A new internal document has been obtained by EurActiv which details a huge shakeup of telecoms law including guaranteed internet access whilst removing the increasingly outdated law which ensures payphones are made available in public.
Under the proposed changes, the EU Commission will force national governments to pay for guaranteed internet access in European countries. This is sure to face some criticism from governments who aren’t likely to be pleased with being asked to pay for internet services over private companies. “Given its wide societal and economic benefits universal service should be financed through general budget and not through sectorial funding,” the document reads.

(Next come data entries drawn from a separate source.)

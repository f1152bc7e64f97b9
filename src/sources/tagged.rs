//! Section-tagged export extractor.
//!
//! The export is a line-oriented pseudo-XML stream that is not regular
//! enough for a real XML parser: it carries three recognizable sections
//! (`<itemMeta>`, `<contentMeta>`, `<html>`) whose markers always sit
//! alone on a line, while the `<headline>` field inside the content
//! metadata may close on the same line or span several lines. Everything
//! else is ignored. The reader is an explicit state machine over a line
//! iterator; a missing section is tolerated (title absent, body empty).
use std::fs::File;
use std::io::{BufRead, BufReader};
use std::path::Path;

use log::info;

use crate::cleaning::normalize;
use crate::error::Error;
use crate::sources::article::{non_empty, Article, Body};

/// Raw sections of one tagged record, before normalization.
///
/// The metadata line buffers are only needed by the HTML conversion
/// pipeline; the normalization pipeline uses `headline` and `body`.
#[derive(Debug, Default)]
pub struct TaggedRecord {
    pub headline: Option<String>,
    pub created: Option<String>,
    pub item_meta: Vec<String>,
    pub content_meta: Vec<String>,
    pub body: String,
}

#[derive(Debug, Clone, Copy, PartialEq, Eq)]
enum State {
    Outside,
    InItemMeta,
    InContentMeta,
    InHeadline,
    InBody,
}

/// Scan one tagged record from a line stream.
pub fn read_record<R: BufRead>(reader: R) -> Result<TaggedRecord, Error> {
    let mut record = TaggedRecord::default();
    let mut state = State::Outside;
    // multi-line headline accumulator; the closing tag is matched over
    // the whole buffer once it appears
    let mut headline = String::new();

    for line in reader.lines() {
        let line = line?;
        state = match state {
            State::Outside => match line.as_str() {
                "<itemMeta>" => State::InItemMeta,
                "<contentMeta>" => State::InContentMeta,
                "<html>" => State::InBody,
                _ => State::Outside,
            },
            State::InItemMeta => {
                if line == "</itemMeta>" {
                    State::Outside
                } else {
                    record.item_meta.push(line);
                    State::InItemMeta
                }
            }
            State::InContentMeta => {
                if line == "</contentMeta>" {
                    State::Outside
                } else if line.starts_with("<headline>") {
                    record.content_meta.push(line.clone());
                    match between(&line, "<headline>", "</headline>") {
                        Some(text) => {
                            record.headline = Some(text.to_string());
                            State::InContentMeta
                        }
                        None => {
                            headline.push_str(&line);
                            headline.push('\n');
                            State::InHeadline
                        }
                    }
                } else {
                    if let Some(created) = between(&line, "<contentCreated>", "</contentCreated>")
                    {
                        record.created = Some(created.to_string());
                    }
                    record.content_meta.push(line);
                    State::InContentMeta
                }
            }
            State::InHeadline => {
                record.content_meta.push(line.clone());
                headline.push_str(&line);
                if line.contains("</headline>") {
                    record.headline =
                        between(&headline, "<headline>", "</headline>").map(str::to_string);
                    State::InContentMeta
                } else {
                    headline.push('\n');
                    State::InHeadline
                }
            }
            State::InBody => {
                if line == "</html>" {
                    State::Outside
                } else {
                    record.body.push_str(&line);
                    record.body.push('\n');
                    State::InBody
                }
            }
        };
    }

    Ok(record)
}

/// Text bracketed by `open` and the last occurrence of `close`.
fn between<'a>(text: &'a str, open: &str, close: &str) -> Option<&'a str> {
    let start = text.find(open)? + open.len();
    let end = text.rfind(close)?;
    if end < start {
        return None;
    }
    Some(&text[start..end])
}

/// Extract one article from a tagged export file.
///
/// Parse failures propagate; the owning partition aborts rather than
/// silently dropping records of this format.
pub fn extract(path: &Path) -> Result<Article, Error> {
    info!("processing {:?}", path);
    let id = path
        .file_stem()
        .and_then(|stem| stem.to_str())
        .ok_or_else(|| Error::Custom(format!("invalid file name: {:?}", path)))?
        .to_string();

    let record = read_record(BufReader::new(File::open(path)?))?;
    let title = record
        .headline
        .map(|h| normalize(&h))
        .and_then(non_empty);

    Ok(Article {
        id,
        title,
        ingress: None,
        body: Body::Blob(normalize(&record.body)),
    })
}

#[cfg(test)]
mod tests {
    use super::*;

    #[test]
    fn headline_and_body() {
        let input = "\
<contentMeta>
<headline>Hello</headline>
</contentMeta>
<html>
<p>World</p>
</html>
";
        let record = read_record(input.as_bytes()).unwrap();
        assert_eq!(record.headline.as_deref(), Some("Hello"));
        assert_eq!(record.body, "<p>World</p>\n");
        assert_eq!(normalize(record.headline.as_deref().unwrap()), "Hello");
        assert_eq!(normalize(&record.body), "World");
    }

    #[test]
    fn multi_line_headline() {
        let input = "\
<contentMeta>
<headline>first part
second part</headline>
</contentMeta>
";
        let record = read_record(input.as_bytes()).unwrap();
        assert_eq!(record.headline.as_deref(), Some("first part\nsecond part"));
    }

    #[test]
    fn missing_sections_tolerated() {
        let record = read_record("irrelevant line\n".as_bytes()).unwrap();
        assert_eq!(record.headline, None);
        assert_eq!(record.body, "");
    }

    #[test]
    fn metadata_lines_kept_for_conversion() {
        let input = "\
<itemMeta>
<itemClass>text</itemClass>
</itemMeta>
<contentMeta>
<contentCreated>2019-05-02</contentCreated>
</contentMeta>
";
        let record = read_record(input.as_bytes()).unwrap();
        assert_eq!(record.item_meta, vec!["<itemClass>text</itemClass>"]);
        assert_eq!(record.created.as_deref(), Some("2019-05-02"));
        assert_eq!(
            record.content_meta,
            vec!["<contentCreated>2019-05-02</contentCreated>"]
        );
    }

    #[test]
    fn lines_outside_sections_ignored() {
        let input = "\
noise
<html>
body line
</html>
trailing noise
";
        let record = read_record(input.as_bytes()).unwrap();
        assert_eq!(record.body, "body line\n");
    }
}
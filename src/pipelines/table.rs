//! Tabular export pipeline.
//!
//! The export is a single CSV file, so this pipeline is sequential and
//! chunk names carry no partition prefix. Any row error aborts the run.
use std::fs::File;
use std::path::PathBuf;

use log::info;

use crate::error::Error;
use crate::io::ChunkWriter;
use crate::pipelines::pipeline::Pipeline;
use crate::sources::table::TableReader;

pub struct TablePipeline {
    src: PathBuf,
    dst: PathBuf,
    split: usize,
}

impl TablePipeline {
    pub fn new(src: PathBuf, dst: PathBuf, split: usize) -> Self {
        Self { src, dst, split }
    }
}

impl Pipeline<()> for TablePipeline {
    fn run(&self) -> Result<(), Error> {
        std::fs::create_dir_all(&self.dst)?;
        info!("processing {:?}", self.src);

        let mut writer = ChunkWriter::new(&self.dst, None, self.split);
        for article in TableReader::new(File::open(&self.src)?) {
            writer.write(&article?)?;
        }
        writer.close()
    }
}
//! Error enum
#[derive(Debug)]
pub enum Error {
    Io(std::io::Error),
    Serde(serde_json::Error),
    Csv(csv::Error),
    Glob(glob::GlobError),
    GlobPattern(glob::PatternError),
    Custom(String),
}

impl From<std::io::Error> for Error {
    fn from(e: std::io::Error) -> Error {
        Error::Io(e)
    }
}

impl From<serde_json::Error> for Error {
    fn from(e: serde_json::Error) -> Error {
        Error::Serde(e)
    }
}

impl From<csv::Error> for Error {
    fn from(e: csv::Error) -> Error {
        Error::Csv(e)
    }
}

impl From<glob::GlobError> for Error {
    fn from(e: glob::GlobError) -> Error {
        Error::Glob(e)
    }
}

impl From<glob::PatternError> for Error {
    fn from(e: glob::PatternError) -> Error {
        Error::GlobPattern(e)
    }
}

impl From<String> for Error {
    fn from(s: String) -> Error {
        Error::Custom(s)
    }
}
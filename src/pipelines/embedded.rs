//! Embedded-JSON document pipeline.
//!
//! Same partitioned shape as the tagged pipeline, but this export is
//! scraped rather than machine-generated, so per-record failures (a
//! missing embedded object, malformed JSON) are logged and skipped
//! instead of aborting the partition.
use std::path::PathBuf;

use log::{error, info};
use rayon::prelude::*;

use crate::error::Error;
use crate::io::ChunkWriter;
use crate::pipelines::list_files;
use crate::pipelines::partition::partition;
use crate::pipelines::pipeline::Pipeline;
use crate::sources::embedded;

pub struct EmbeddedPipeline {
    src: Vec<PathBuf>,
    dst: PathBuf,
    split: usize,
    jobs: usize,
}

impl EmbeddedPipeline {
    pub fn new(src: Vec<PathBuf>, dst: PathBuf, split: usize, jobs: usize) -> Self {
        Self {
            src,
            dst,
            split,
            jobs,
        }
    }

    fn process_partition(&self, index: usize, files: &[PathBuf]) -> Result<(), Error> {
        let mut writer = ChunkWriter::new(&self.dst, Some(index), self.split);
        for file in files {
            match embedded::extract(file) {
                Ok(article) => writer.write(&article)?,
                Err(e) => error!("skipping {:?}: {:?}", file, e),
            }
        }
        writer.close()
    }
}

impl Pipeline<()> for EmbeddedPipeline {
    fn run(&self) -> Result<(), Error> {
        std::fs::create_dir_all(&self.dst)?;
        let files = list_files(&self.src, "*.html")?;
        info!("{} input files", files.len());

        let jobs = if self.jobs == 0 {
            rayon::current_num_threads()
        } else {
            self.jobs
        };

        let errors: Vec<Error> = partition(files, jobs)
            .into_par_iter()
            .enumerate()
            .filter_map(|(index, files)| self.process_partition(index, &files).err())
            .collect();

        for error in &errors {
            error!("partition failed: {:?}", error);
        }
        match errors.into_iter().next() {
            Some(error) => Err(error),
            None => Ok(()),
        }
    }
}
//! Static batch partitioning.
//!
//! The input file list is split up front into disjoint partitions, one
//! per worker; there is no work stealing. Each partition's position in
//! the returned sequence is its stable index, used to keep chunk file
//! names disjoint across concurrently running workers.

/// Split `items` into at most `workers` partitions.
///
/// Every partition has `max(1, len / workers)` items except the last,
/// which absorbs the remainder. Order is preserved.
pub fn partition<T>(mut items: Vec<T>, workers: usize) -> Vec<Vec<T>> {
    if items.is_empty() {
        return Vec::new();
    }
    let workers = workers.max(1);
    let size = (items.len() / workers).max(1);
    let count = workers.min(items.len());

    let mut parts = Vec::with_capacity(count);
    for _ in 0..count - 1 {
        let rest = items.split_off(size);
        parts.push(std::mem::replace(&mut items, rest));
    }
    parts.push(items);
    parts
}
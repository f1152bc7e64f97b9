//! Section-tagged export pipeline.
//!
//! Files are partitioned up front and each partition is processed by an
//! independent worker owning its own chunk writer. A record that fails
//! to parse aborts its partition: this format is machine-generated and
//! a parse failure means the dump itself is suspect.
use std::path::PathBuf;

use log::{error, info};
use rayon::prelude::*;

use crate::error::Error;
use crate::io::ChunkWriter;
use crate::pipelines::list_files;
use crate::pipelines::partition::partition;
use crate::pipelines::pipeline::Pipeline;
use crate::sources::tagged;

pub struct TaggedPipeline {
    src: Vec<PathBuf>,
    dst: PathBuf,
    split: usize,
    jobs: usize,
}

impl TaggedPipeline {
    pub fn new(src: Vec<PathBuf>, dst: PathBuf, split: usize, jobs: usize) -> Self {
        Self {
            src,
            dst,
            split,
            jobs,
        }
    }

    fn process_partition(&self, index: usize, files: &[PathBuf]) -> Result<(), Error> {
        let mut writer = ChunkWriter::new(&self.dst, Some(index), self.split);
        for file in files {
            let article = tagged::extract(file)?;
            writer.write(&article)?;
        }
        writer.close()
    }
}

impl Pipeline<()> for TaggedPipeline {
    fn run(&self) -> Result<(), Error> {
        std::fs::create_dir_all(&self.dst)?;
        let files = list_files(&self.src, "*.xml")?;
        info!("{} input files", files.len());

        let jobs = if self.jobs == 0 {
            rayon::current_num_threads()
        } else {
            self.jobs
        };

        let errors: Vec<Error> = partition(files, jobs)
            .into_par_iter()
            .enumerate()
            .filter_map(|(index, files)| self.process_partition(index, &files).err())
            .collect();

        for error in &errors {
            error!("partition failed: {:?}", error);
        }
        match errors.into_iter().next() {
            Some(error) => Err(error),
            None => Ok(()),
        }
    }
}
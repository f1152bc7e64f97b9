//! Streamed JSON export extractor.
//!
//! The export is one large top-level object whose `data` field holds an
//! array with one element per article. Files can be big, so the array is
//! never materialized: a [serde::de::DeserializeSeed] walks the document
//! and hands each element to a sink as soon as it is deserialized. Body
//! content blocks keep their original array index and are normalized
//! independently, giving a fragment-based body.
use std::fmt;
use std::io::Read;

use serde::de::{self, DeserializeSeed, Deserializer, IgnoredAny, MapAccess, SeqAccess, Visitor};
use serde::Deserialize;

use crate::cleaning::normalize;
use crate::error::Error;
use crate::sources::article::{non_empty, Article, Body};

#[derive(Debug, Deserialize)]
struct StreamEntry {
    id: String,
    headline: Option<Headline>,
    lead: Option<String>,
    #[serde(default)]
    content: Vec<ContentBlock>,
}

#[derive(Debug, Deserialize)]
struct Headline {
    full: Option<String>,
}

/// One content block; only blocks carrying text contribute to the body.
#[derive(Debug, Deserialize)]
struct ContentBlock {
    text: Option<String>,
}

impl StreamEntry {
    fn into_article(self) -> Article {
        let title = self
            .headline
            .and_then(|h| h.full)
            .map(|t| normalize(&t))
            .and_then(non_empty);
        let ingress = self.lead.map(|l| normalize(&l)).and_then(non_empty);
        let fragments = self
            .content
            .into_iter()
            .enumerate()
            .filter_map(|(index, block)| block.text.map(|t| (index, normalize(&t))))
            .collect();

        Article {
            id: self.id,
            title,
            ingress,
            body: Body::Fragments(fragments),
        }
    }
}

/// Read a streamed export, feeding every article to `sink`.
///
/// A sink failure aborts the read and is returned as-is; malformed
/// documents surface as serde errors.
pub fn read_stream<R, F>(reader: R, mut sink: F) -> Result<(), Error>
where
    R: Read,
    F: FnMut(Article) -> Result<(), Error>,
{
    let mut deserializer = serde_json::Deserializer::from_reader(reader);
    let mut failure = None;
    let result = ExportSeed {
        sink: &mut sink,
        failure: &mut failure,
    }
    .deserialize(&mut deserializer);

    // a sink error was smuggled through serde as a custom error; give
    // the original back instead
    if let Some(error) = failure {
        return Err(error);
    }
    result?;
    Ok(())
}

struct ExportSeed<'a, F> {
    sink: &'a mut F,
    failure: &'a mut Option<Error>,
}

impl<'de, 'a, F> DeserializeSeed<'de> for ExportSeed<'a, F>
where
    F: FnMut(Article) -> Result<(), Error>,
{
    type Value = ();

    fn deserialize<D: Deserializer<'de>>(self, deserializer: D) -> Result<(), D::Error> {
        deserializer.deserialize_map(self)
    }
}

impl<'de, 'a, F> Visitor<'de> for ExportSeed<'a, F>
where
    F: FnMut(Article) -> Result<(), Error>,
{
    type Value = ();

    fn expecting(&self, f: &mut fmt::Formatter) -> fmt::Result {
        f.write_str("a top-level export object")
    }

    fn visit_map<A: MapAccess<'de>>(self, mut map: A) -> Result<(), A::Error> {
        let ExportSeed { sink, failure } = self;
        while let Some(key) = map.next_key::<String>()? {
            if key == "data" {
                map.next_value_seed(EntrySeed {
                    sink: &mut *sink,
                    failure: &mut *failure,
                })?;
            } else {
                map.next_value::<IgnoredAny>()?;
            }
        }
        Ok(())
    }
}

struct EntrySeed<'a, F> {
    sink: &'a mut F,
    failure: &'a mut Option<Error>,
}

impl<'de, 'a, F> DeserializeSeed<'de> for EntrySeed<'a, F>
where
    F: FnMut(Article) -> Result<(), Error>,
{
    type Value = ();

    fn deserialize<D: Deserializer<'de>>(self, deserializer: D) -> Result<(), D::Error> {
        deserializer.deserialize_seq(self)
    }
}

impl<'de, 'a, F> Visitor<'de> for EntrySeed<'a, F>
where
    F: FnMut(Article) -> Result<(), Error>,
{
    type Value = ();

    fn expecting(&self, f: &mut fmt::Formatter) -> fmt::Result {
        f.write_str("an array of articles")
    }

    fn visit_seq<A: SeqAccess<'de>>(self, mut seq: A) -> Result<(), A::Error> {
        while let Some(entry) = seq.next_element::<StreamEntry>()? {
            if let Err(error) = (self.sink)(entry.into_article()) {
                *self.failure = Some(error);
                return Err(de::Error::custom("sink failed"));
            }
        }
        Ok(())
    }
}
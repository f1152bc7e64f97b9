//! Pipelines.
//!
//! One pipeline per source format, plus the tagged-to-HTML conversion.
//! The module provides a light [pipeline::Pipeline] trait that enables
//! easy and flexible pipeline creation.
use std::path::PathBuf;

use crate::error::Error;

pub mod convert;
pub mod embedded;
pub mod partition;
#[allow(clippy::module_inception)]
pub mod pipeline;
pub mod stream;
pub mod table;
pub mod tagged;

pub use convert::ConvertPipeline;
pub use embedded::EmbeddedPipeline;
pub use pipeline::Pipeline;
pub use stream::StreamPipeline;
pub use table::TablePipeline;
pub use tagged::TaggedPipeline;

/// Recursively list files matching `pattern` under every source dir.
pub(crate) fn list_files(dirs: &[PathBuf], pattern: &str) -> Result<Vec<PathBuf>, Error> {
    let mut files = Vec::new();
    for dir in dirs {
        let glob_pattern = dir.join("**").join(pattern);
        let glob_pattern = glob_pattern
            .to_str()
            .ok_or_else(|| Error::Custom(format!("non-UTF-8 path: {:?}", glob_pattern)))?;
        for entry in glob::glob(glob_pattern)? {
            files.push(entry?);
        }
    }
    files.sort();
    Ok(files)
}
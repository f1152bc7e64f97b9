/*! Source-format extractors

One extractor per archive export format. Each one consumes a raw record
(a section-tagged line stream, a tabular row, a streamed JSON element or
an embedded-JSON document) and produces a normalized [Article].
!*/
pub mod article;
pub mod embedded;
pub mod stream;
pub mod table;
pub mod tagged;

pub use article::{Article, Body};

Due to be pitched in September, the proposal hopes to achieve internet speeds of 100 megabits per second across the EU by 2025. In order to reach the goal, it’s thought around €155 billion will need to be set aside for the project.
“In order to respond to the objective of the DSM [Digital Single Market] strategy to incentivise investment in high-speed broadband networks and to the overall ambition to enhance connectivity while taking into account the competition concerns expressed most notably by access seekers and the regulatory community, we propose a set of measures which, on the one hand, provide necessary safeguards for competition but which at the same time aim at enhancing roll-out of very high speed networks and (where feasible) competing infrastructures,” the proposal explains.
Some industry experts have criticised the speed target as being unambitious; although Commission officials say it’s a “realistic” goal. Commissioners have said they “assume” every village will have gigabit connectivity by the 2025 target.